Punti di vistaLe insopportabili bacheche dell’epoca Covid

Le bacheche meno sopportabili in questi giorni sono state quelle che più hanno espresso una separazione netta tra buoni e cattivi, tra ragione e torto. Quelle di chi sapeva con certezza assoluta quale parte politica aveva ragione e quale torto, quali nazioni stavano agendo bene e quali male, persino quali scienziati ragionavano e quali vaneggiavano.

Le bacheche social meno facilmente sopportabili, in questi giorni di emergenza Covid, sono state quelle che più hanno espresso una separazione netta tra buoni e cattivi, tra ragione e torto.

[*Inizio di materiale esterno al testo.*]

//! The permission catalog.
//!
//! `Catalog::load` turns raw `PermissionRecord`s into immutable `Permission`
//! values and indexes them by id and by `(resource, action)` pair. Once
//! loaded the catalog is a pure read model: nothing mutates it, and a new set
//! of definitions produces a new catalog.
//!
//! Validation rules:
//!
//! 1. Ids are `resource:action` or `resource:action:qualifier`; every segment
//!    is non-empty and made of lowercase ASCII letters, digits, or `_`.
//! 2. Explicit `resource`/`action` fields must agree with the id.
//! 3. Ids are unique.
//! 4. Condition operators are one of `eq`, `ne`, `in`, `not_in`, `gt`, `lt`,
//!    with a non-empty field path and a value of the right shape.
//! 5. Permissions sharing a `(resource, action)` pair must differ in scope or
//!    conditions. They are tried in declaration order.

use std::{
    collections::{BTreeSet, HashMap},
    sync::Arc,
};

use serde_json::Value;

use warden_contracts::{
    error::CatalogError,
    ids::PermissionId,
    permission::{Condition, Operator, Permission, PermissionRecord},
};

/// Validated permission definitions, in declaration order.
#[derive(Debug, Clone, Default)]
pub struct Catalog {
    permissions: Vec<Arc<Permission>>,
    by_id: HashMap<PermissionId, usize>,
    by_pair: HashMap<(String, String), Vec<usize>>,
}

impl Catalog {
    /// Check `records` without keeping the result.
    ///
    /// Returns the first problem found, in record order.
    pub fn validate(records: &[PermissionRecord]) -> Result<(), CatalogError> {
        Self::load(records).map(|_| ())
    }

    /// Validate `records` and build the catalog.
    pub fn load(records: &[PermissionRecord]) -> Result<Self, CatalogError> {
        let mut catalog = Catalog::default();

        for record in records {
            let permission = build_permission(record)?;

            if catalog.by_id.contains_key(permission.id.as_str()) {
                return Err(CatalogError::DuplicateId {
                    id: record.id.clone(),
                });
            }

            let pair = (permission.resource.clone(), permission.action.clone());
            if let Some(existing) = catalog.by_pair.get(&pair) {
                for &idx in existing {
                    let other = &catalog.permissions[idx];
                    if other.scope == permission.scope && other.conditions == permission.conditions {
                        return Err(CatalogError::DuplicateAlternative {
                            id: record.id.clone(),
                            existing: other.id.to_string(),
                        });
                    }
                }
            }

            let idx = catalog.permissions.len();
            catalog.by_id.insert(permission.id.clone(), idx);
            catalog.by_pair.entry(pair).or_default().push(idx);
            catalog.permissions.push(Arc::new(permission));
        }

        Ok(catalog)
    }

    /// All entries granting `action` on `resource`, in declaration order.
    pub fn lookup(&self, resource: &str, action: &str) -> Vec<&Permission> {
        self.by_pair
            .get(&(resource.to_string(), action.to_string()))
            .map(|indices| indices.iter().map(|&i| self.permissions[i].as_ref()).collect())
            .unwrap_or_default()
    }

    pub fn get(&self, id: &str) -> Option<&Arc<Permission>> {
        self.by_id.get(id).map(|&i| &self.permissions[i])
    }

    pub fn contains(&self, id: &str) -> bool {
        self.by_id.contains_key(id)
    }

    /// Declaration index of `id`. Lower positions are tried first.
    pub fn position(&self, id: &str) -> Option<usize> {
        self.by_id.get(id).copied()
    }

    pub fn iter(&self) -> impl Iterator<Item = &Arc<Permission>> {
        self.permissions.iter()
    }

    pub fn len(&self) -> usize {
        self.permissions.len()
    }

    pub fn is_empty(&self) -> bool {
        self.permissions.is_empty()
    }

    /// Distinct resource names, sorted.
    pub fn resources(&self) -> BTreeSet<&str> {
        self.permissions.iter().map(|p| p.resource.as_str()).collect()
    }
}

fn is_valid_segment(segment: &str) -> bool {
    !segment.is_empty()
        && segment
            .chars()
            .all(|c| c.is_ascii_lowercase() || c.is_ascii_digit() || c == '_')
}

fn build_permission(record: &PermissionRecord) -> Result<Permission, CatalogError> {
    let segments: Vec<&str> = record.id.split(':').collect();
    if segments.len() != 2 && segments.len() != 3 {
        return Err(CatalogError::MalformedId {
            id: record.id.clone(),
            reason: "expected 'resource:action' or 'resource:action:qualifier'".to_string(),
        });
    }
    if let Some(bad) = segments.iter().find(|s| !is_valid_segment(s)) {
        return Err(CatalogError::MalformedId {
            id: record.id.clone(),
            reason: format!(
                "segment '{bad}' must be non-empty lowercase letters, digits, or underscores"
            ),
        });
    }

    let resource = record.resource.clone().unwrap_or_else(|| segments[0].to_string());
    let action = record.action.clone().unwrap_or_else(|| segments[1].to_string());
    if resource != segments[0] || action != segments[1] {
        return Err(CatalogError::IdMismatch {
            id: record.id.clone(),
            resource,
            action,
        });
    }

    let mut conditions = Vec::with_capacity(record.conditions.len());
    for raw in &record.conditions {
        if raw.field.trim().is_empty() {
            return Err(CatalogError::EmptyConditionField {
                id: record.id.clone(),
            });
        }

        let operator =
            Operator::parse(&raw.operator).ok_or_else(|| CatalogError::UnsupportedOperator {
                id: record.id.clone(),
                operator: raw.operator.clone(),
            })?;

        check_condition_value(operator, &raw.value).map_err(|reason| {
            CatalogError::InvalidConditionValue {
                id: record.id.clone(),
                field: raw.field.clone(),
                reason,
            }
        })?;

        conditions.push(Condition {
            field: raw.field.clone(),
            operator,
            value: raw.value.clone(),
        });
    }

    Ok(Permission {
        id: PermissionId::new(record.id.clone()),
        resource,
        action,
        scope: record.scope,
        conditions,
        description: record.description.clone(),
    })
}

fn is_placeholder(value: &Value) -> bool {
    value
        .as_str()
        .is_some_and(|s| s.starts_with("${") && s.ends_with('}'))
}

/// `in`/`not_in` take an array, or a placeholder (`"${context.regions}"`)
/// that may resolve to one. Ordering operators accept any string, since
/// strings order lexicographically.
fn check_condition_value(operator: Operator, value: &Value) -> Result<(), String> {
    match operator {
        Operator::Eq | Operator::Ne => {
            if value.is_null() {
                return Err(format!("'{operator}' requires a value"));
            }
        }
        Operator::In | Operator::NotIn => {
            if !value.is_array() && !is_placeholder(value) {
                return Err(format!("'{operator}' requires an array of values"));
            }
        }
        Operator::Gt | Operator::Lt => {
            if !value.is_number() && !value.is_string() {
                return Err(format!("'{operator}' requires a number or a string"));
            }
        }
    }
    Ok(())
}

Quelle di chi sapeva con certezza assoluta quale parte politica aveva ragione e quale torto, quali nazioni stavano agendo bene e quali male, persino quali scienziati ragionavano e quali vaneggiavano.

Nelle scorse settimane si riconoscevano subito: da loro una stessa parte politica aveva SEMPRE ragione e l’altra SEMPRE torto.

E c’era sempre qualcuno da chiamare “coglione” o “idiota”.

In queste bacheche, paradossalmente, campeggiava spesso il riferimento a competenze e dati numerici.

Proprio nell’istante in cui doveva accrescersi la posizione del “dubbio” (intesa, in senso buono, come apertura prudente e curiosa al nuovo e all’inedito che emergeva di giorno in giorno) in loro è cresciuta la certezza di avere ragione e di essere seduti dalla parte del giusto.

Meravigliosi quelli che hanno dato lezioni di teologia ai cattolici sul valore spirituale della Messa a distanza o in presenza, addirittura immedesimandosi nel pensiero di Dio, senza essere entrati in chiesa nell’ultimo ventennio.

C’è una forma di irrazionalità che non è quella complottista e negazionista, ma si ammanta di buonsenso e razionalità per diventare (spesso involontariamente) strumento di propaganda e pretesa sugli altri.

È comunque una forma di negazione della realtà, perché nega la dignità di una visione diversa dalla propria.